## TASK MATERIAL:
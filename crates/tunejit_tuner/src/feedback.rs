//! Measurements attached to tried configurations.
//!
//! All ordering flows through [`Feedback::better_than`]:
//! `a` is superseded by `b` iff `b.better_than(a)`, and `a` sorts before `b`
//! in a best-first report iff `a.better_than(b)`.

use parking_lot::Mutex;
use serde_json::{Value, json};
use std::any::Any;
use std::fmt;
use std::time::Duration;

pub trait Feedback: fmt::Debug + Send + Sync {
    /// Strict order: never true for `self` against itself.
    fn better_than(&self, other: &dyn Feedback) -> bool;

    /// False for feedback that carries no measurement yet. Such feedback never
    /// wins a comparison and is never displaced by one.
    fn is_informative(&self) -> bool;

    /// Record one timed run of the configuration this feedback belongs to.
    fn record_sample(&self, _elapsed: Duration) {}

    fn as_any(&self) -> &dyn Any;

    fn report(&self) -> Value;
}

/// Sentinel for "no measurement", used when tuning is disabled.
#[derive(Debug, Clone, Copy, Default, PartialEq, Eq)]
pub struct NoOpFeedback;

impl Feedback for NoOpFeedback {
    fn better_than(&self, _other: &dyn Feedback) -> bool {
        false
    }

    fn is_informative(&self) -> bool {
        false
    }

    fn as_any(&self) -> &dyn Any {
        self
    }

    fn report(&self) -> Value {
        Value::Null
    }
}

/// Wall-clock running time in seconds; the lower mean wins.
#[derive(Debug, Default)]
pub struct ExecutionTime {
    samples: Mutex<Vec<f64>>,
}

impl ExecutionTime {
    pub fn new() -> Self {
        Self::default()
    }

    pub fn from_samples<I>(samples: I) -> Self
    where
        I: IntoIterator<Item = f64>,
    {
        Self {
            samples: Mutex::new(samples.into_iter().filter(|s| s.is_finite()).collect()),
        }
    }

    pub fn record(&self, seconds: f64) {
        if seconds.is_finite() {
            self.samples.lock().push(seconds);
        }
    }

    pub fn sample_count(&self) -> usize {
        self.samples.lock().len()
    }

    pub fn mean(&self) -> Option<f64> {
        let samples = self.samples.lock();
        if samples.is_empty() {
            return None;
        }
        Some(samples.iter().sum::<f64>() / samples.len() as f64)
    }

    pub fn stddev(&self) -> Option<f64> {
        let samples = self.samples.lock();
        if samples.len() < 2 {
            return None;
        }
        let mean = samples.iter().sum::<f64>() / samples.len() as f64;
        let variance = samples.iter().map(|s| (s - mean).powi(2)).sum::<f64>()
            / (samples.len() - 1) as f64;
        Some(variance.sqrt())
    }
}

impl Feedback for ExecutionTime {
    fn better_than(&self, other: &dyn Feedback) -> bool {
        let Some(other) = other.as_any().downcast_ref::<ExecutionTime>() else {
            return false;
        };
        match (self.mean(), other.mean()) {
            (Some(mine), Some(theirs)) => mine < theirs,
            _ => false,
        }
    }

    fn is_informative(&self) -> bool {
        self.sample_count() > 0
    }

    fn record_sample(&self, elapsed: Duration) {
        self.record(elapsed.as_secs_f64());
    }

    fn as_any(&self) -> &dyn Any {
        self
    }

    fn report(&self) -> Value {
        json!({
            "mean": self.mean(),
            "stddev": self.stddev(),
            "samples": self.sample_count(),
        })
    }
}

#[cfg(test)]
mod tests {
    use super::*;

    #[test]
    fn test_lower_time_wins() {
        let fast = ExecutionTime::from_samples([1.0, 3.0]);
        let slow = ExecutionTime::from_samples([4.0]);
        assert!(fast.better_than(&slow));
        assert!(!slow.better_than(&fast));
        assert!(!fast.better_than(&fast));
    }

    #[test]
    fn test_sentinel_never_wins_or_loses() {
        let sentinel = NoOpFeedback;
        let measured = ExecutionTime::from_samples([0.5]);
        assert!(!sentinel.better_than(&measured));
        assert!(!measured.better_than(&sentinel));
        assert!(!sentinel.is_informative());
    }

    #[test]
    fn test_unmeasured_time_is_not_informative() {
        let pending = ExecutionTime::new();
        let measured = ExecutionTime::from_samples([2.0]);
        assert!(!pending.is_informative());
        assert!(!pending.better_than(&measured));
        assert!(!measured.better_than(&pending));

        pending.record_sample(Duration::from_secs(1));
        assert!(pending.is_informative());
        assert!(pending.better_than(&measured));
    }

    #[test]
    fn test_statistics() {
        let time = ExecutionTime::from_samples([2.0, 4.0, f64::NAN]);
        assert_eq!(time.sample_count(), 2);
        assert_eq!(time.mean(), Some(3.0));
        let stddev = time.stddev().unwrap();
        assert!((stddev - std::f64::consts::SQRT_2).abs() < 1e-9);
    }
}
//! Functional tests for the HelloWorld program.

use helloworld_program::{
    accounts::{Greeting, GreetingAccount},
    error::Error,
    greeting_pda_seeds,
    instruction::{greet_instruction, Greet, HelloWorldInstruction},
    processor::process_instruction,
};
use helloworld_test_utils::{
    assert_lamports, assert_transaction_error, new_funded_keypair,
    process_instruction as process_instruction_helper,
};
use solana_program::{
    instruction::{AccountMeta, Instruction},
    pubkey::Pubkey,
    system_program,
};
use solana_program_test::{processor, BanksClient, BanksClientError, ProgramTest};
use solana_sdk::{
    instruction::InstructionError,
    signature::Signer,
    signer::keypair::Keypair,
    transaction::TransactionError,
};

const ONE_SOL_IN_LAMPORTS: u64 = 1_000_000_000;

fn setup_program_test() -> ProgramTest {
    ProgramTest::new(
        "helloworld_program",
        helloworld_program::id(),
        processor!(process_instruction),
    )
}

async fn setup_client() -> (BanksClient, Keypair) {
    let program_test = setup_program_test();
    let (banks_client, payer, _recent_blockhash) = program_test.start().await;
    (banks_client, payer)
}

fn greeting_key(payer: &Pubkey) -> (Pubkey, u8) {
    Pubkey::find_program_address(greeting_pda_seeds!(payer), &helloworld_program::id())
}

async fn greet(
    banks_client: &mut BanksClient,
    payer: &Keypair,
    tip_recipient: Pubkey,
    tip_lamports: u64,
) -> Result<(), BanksClientError> {
    let ixn = greet_instruction(
        helloworld_program::id(),
        payer.pubkey(),
        tip_recipient,
        tip_lamports,
    )
    .unwrap();
    process_instruction_helper(banks_client, ixn, payer, &[payer])
        .await
        .map(|_| ())
}

async fn fetch_greeting(banks_client: &mut BanksClient, payer: &Pubkey) -> Greeting {
    let (greeting_pda, _) = greeting_key(payer);
    let data = banks_client
        .get_account(greeting_pda)
        .await
        .unwrap()
        .unwrap()
        .data;
    *GreetingAccount::fetch(&mut &data[..]).unwrap().into_inner()
}

#[tokio::test]
async fn test_greet_creates_greeting_account() {
    let (mut banks_client, payer) = setup_client().await;

    greet(&mut banks_client, &payer, payer.pubkey(), 0)
        .await
        .unwrap();

    let (greeting_pda, expected_bump) = greeting_key(&payer.pubkey());
    let greeting_account = banks_client
        .get_account(greeting_pda)
        .await
        .unwrap()
        .unwrap();
    assert_eq!(greeting_account.owner, helloworld_program::id());

    let greeting = fetch_greeting(&mut banks_client, &payer.pubkey()).await;
    assert_eq!(
        greeting,
        Greeting {
            bump_seed: expected_bump,
            counter: 1,
        }
    );
}

#[tokio::test]
async fn test_greet_increments_counter_each_time() {
    let (mut banks_client, payer) = setup_client().await;

    for expected_counter in 1..=3u32 {
        greet(&mut banks_client, &payer, payer.pubkey(), 0)
            .await
            .unwrap();
        let greeting = fetch_greeting(&mut banks_client, &payer.pubkey()).await;
        assert_eq!(greeting.counter, expected_counter);
    }
}

#[tokio::test]
async fn test_greet_counts_per_payer() {
    let (mut banks_client, payer) = setup_client().await;
    let other_payer =
        new_funded_keypair(&mut banks_client, &payer, 10 * ONE_SOL_IN_LAMPORTS).await;

    greet(&mut banks_client, &payer, payer.pubkey(), 0)
        .await
        .unwrap();
    greet(&mut banks_client, &other_payer, other_payer.pubkey(), 0)
        .await
        .unwrap();
    greet(&mut banks_client, &payer, payer.pubkey(), 0)
        .await
        .unwrap();

    let greeting = fetch_greeting(&mut banks_client, &payer.pubkey()).await;
    let other_greeting = fetch_greeting(&mut banks_client, &other_payer.pubkey()).await;
    assert_eq!(greeting.counter, 2);
    assert_eq!(other_greeting.counter, 1);
}

#[tokio::test]
async fn test_greet_with_tip_transfers_lamports() {
    let (mut banks_client, payer) = setup_client().await;
    let tip_recipient = Pubkey::new_unique();
    let tip_lamports = ONE_SOL_IN_LAMPORTS / 10;

    let payer_balance_before = banks_client.get_balance(payer.pubkey()).await.unwrap();

    greet(&mut banks_client, &payer, tip_recipient, tip_lamports)
        .await
        .unwrap();

    assert_lamports(&mut banks_client, &tip_recipient, tip_lamports).await;

    // The payer covered the tip on top of rent for the greeting account.
    let payer_balance_after = banks_client.get_balance(payer.pubkey()).await.unwrap();
    assert!(payer_balance_before - payer_balance_after >= tip_lamports);

    let greeting = fetch_greeting(&mut banks_client, &payer.pubkey()).await;
    assert_eq!(greeting.counter, 1);
}

#[tokio::test]
async fn test_greet_without_tip_sends_no_lamports() {
    let (mut banks_client, payer) = setup_client().await;
    let tip_recipient = Pubkey::new_unique();

    greet(&mut banks_client, &payer, tip_recipient, 0)
        .await
        .unwrap();

    // No transfer was made, so the recipient account was never created.
    let recipient_account = banks_client.get_account(tip_recipient).await.unwrap();
    assert!(recipient_account.is_none());

    let greeting = fetch_greeting(&mut banks_client, &payer.pubkey()).await;
    assert_eq!(greeting.counter, 1);
}

#[tokio::test]
async fn test_greet_errors_with_wrong_greeting_pda() {
    let (mut banks_client, payer) = setup_client().await;

    let mut ixn = greet_instruction(
        helloworld_program::id(),
        payer.pubkey(),
        payer.pubkey(),
        0,
    )
    .unwrap();
    // Swap in an account that is not the payer's greeting PDA.
    ixn.accounts[2] = AccountMeta::new(Pubkey::new_unique(), false);

    let result = process_instruction_helper(&mut banks_client, ixn, &payer, &[&payer]).await;
    assert_transaction_error(
        result,
        TransactionError::InstructionError(
            0,
            InstructionError::Custom(Error::InvalidGreetingPda as u32),
        ),
    );
}

#[tokio::test]
async fn test_greet_requires_payer_signature() {
    let (mut banks_client, payer) = setup_client().await;
    let other_payer = Keypair::new();

    let (greeting_pda, _) = greeting_key(&other_payer.pubkey());
    // Hand-rolled instruction whose payer account is not a signer.
    let ixn = Instruction {
        program_id: helloworld_program::id(),
        data: HelloWorldInstruction::Greet(Greet { tip_lamports: 0 })
            .into_instruction_data()
            .unwrap(),
        accounts: vec![
            AccountMeta::new(other_payer.pubkey(), false),
            AccountMeta::new_readonly(system_program::id(), false),
            AccountMeta::new(greeting_pda, false),
            AccountMeta::new(payer.pubkey(), false),
        ],
    };

    let result = process_instruction_helper(&mut banks_client, ixn, &payer, &[&payer]).await;
    assert_transaction_error(
        result,
        TransactionError::InstructionError(0, InstructionError::MissingRequiredSignature),
    );
}

#[tokio::test]
async fn test_greet_rejects_wrong_system_program() {
    let (mut banks_client, payer) = setup_client().await;

    let mut ixn = greet_instruction(
        helloworld_program::id(),
        payer.pubkey(),
        payer.pubkey(),
        0,
    )
    .unwrap();
    ixn.accounts[1] = AccountMeta::new_readonly(Pubkey::new_unique(), false);

    let result = process_instruction_helper(&mut banks_client, ixn, &payer, &[&payer]).await;
    assert_transaction_error(
        result,
        TransactionError::InstructionError(0, InstructionError::IncorrectProgramId),
    );
}
//! HelloWorld instructions.

use borsh::{BorshDeserialize, BorshSerialize};
use solana_program::{
    instruction::{AccountMeta, Instruction as SolanaInstruction},
    program_error::ProgramError,
    pubkey::Pubkey,
    system_program,
};

use crate::greeting_pda_seeds;

/// Instructions for the HelloWorld program.
#[derive(BorshSerialize, BorshDeserialize, PartialEq, Debug, Clone)]
pub enum HelloWorldInstruction {
    /// Greets the payer, incrementing their greeting counter.
    Greet(Greet),
}

impl HelloWorldInstruction {
    pub fn from_instruction_data(data: &[u8]) -> Result<Self, ProgramError> {
        Self::try_from_slice(data).map_err(|_| ProgramError::InvalidInstructionData)
    }

    pub fn into_instruction_data(self) -> Result<Vec<u8>, ProgramError> {
        self.try_to_vec()
            .map_err(|err| ProgramError::BorshIoError(err.to_string()))
    }
}

/// Greet data.
#[derive(BorshSerialize, BorshDeserialize, PartialEq, Debug, Clone, Default)]
pub struct Greet {
    /// Lamports forwarded to the tip recipient along with the greeting.
    /// Zero means no transfer is made.
    pub tip_lamports: u64,
}

/// Gets an instruction to greet on behalf of `payer`.
pub fn greet_instruction(
    program_id: Pubkey,
    payer: Pubkey,
    tip_recipient: Pubkey,
    tip_lamports: u64,
) -> Result<SolanaInstruction, ProgramError> {
    let (greeting_account, _greeting_bump) =
        Pubkey::try_find_program_address(greeting_pda_seeds!(payer), &program_id)
            .ok_or(ProgramError::InvalidSeeds)?;

    // Accounts:
    // 0. `[signer, writeable]` Payer.
    // 1. `[executable]` System program.
    // 2. `[writeable]` Greeting PDA.
    // 3. `[writeable]` Tip recipient.
    let accounts = vec![
        AccountMeta::new(payer, true),
        AccountMeta::new_readonly(system_program::id(), false),
        AccountMeta::new(greeting_account, false),
        AccountMeta::new(tip_recipient, false),
    ];

    let instruction = SolanaInstruction {
        program_id,
        data: HelloWorldInstruction::Greet(Greet { tip_lamports }).into_instruction_data()?,
        accounts,
    };

    Ok(instruction)
}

## EXERCISE:
The lines above starting at the one that contains "use parking_lot::Mutex;" and ending at the one that contains "fn record_sample(&self, _elapsed: Duration)" must be transcribed exactly, and no other lines may appear.

## RESULT OF THE EXERCISE:
use parking_lot::Mutex;
use serde_json::{Value, json};
use std::any::Any;
use std::fmt;
use std::time::Duration;

pub trait Feedback: fmt::Debug + Send + Sync {
    /// Strict order: never true for `self` against itself.
    fn better_than(&self, other: &dyn Feedback) -> bool;

    /// False for feedback that carries no measurement yet. Such feedback never
    /// wins a comparison and is never displaced by one.
    fn is_informative(&self) -> bool;

    /// Record one timed run of the configuration this feedback belongs to.
    fn record_sample(&self, _elapsed: Duration) {}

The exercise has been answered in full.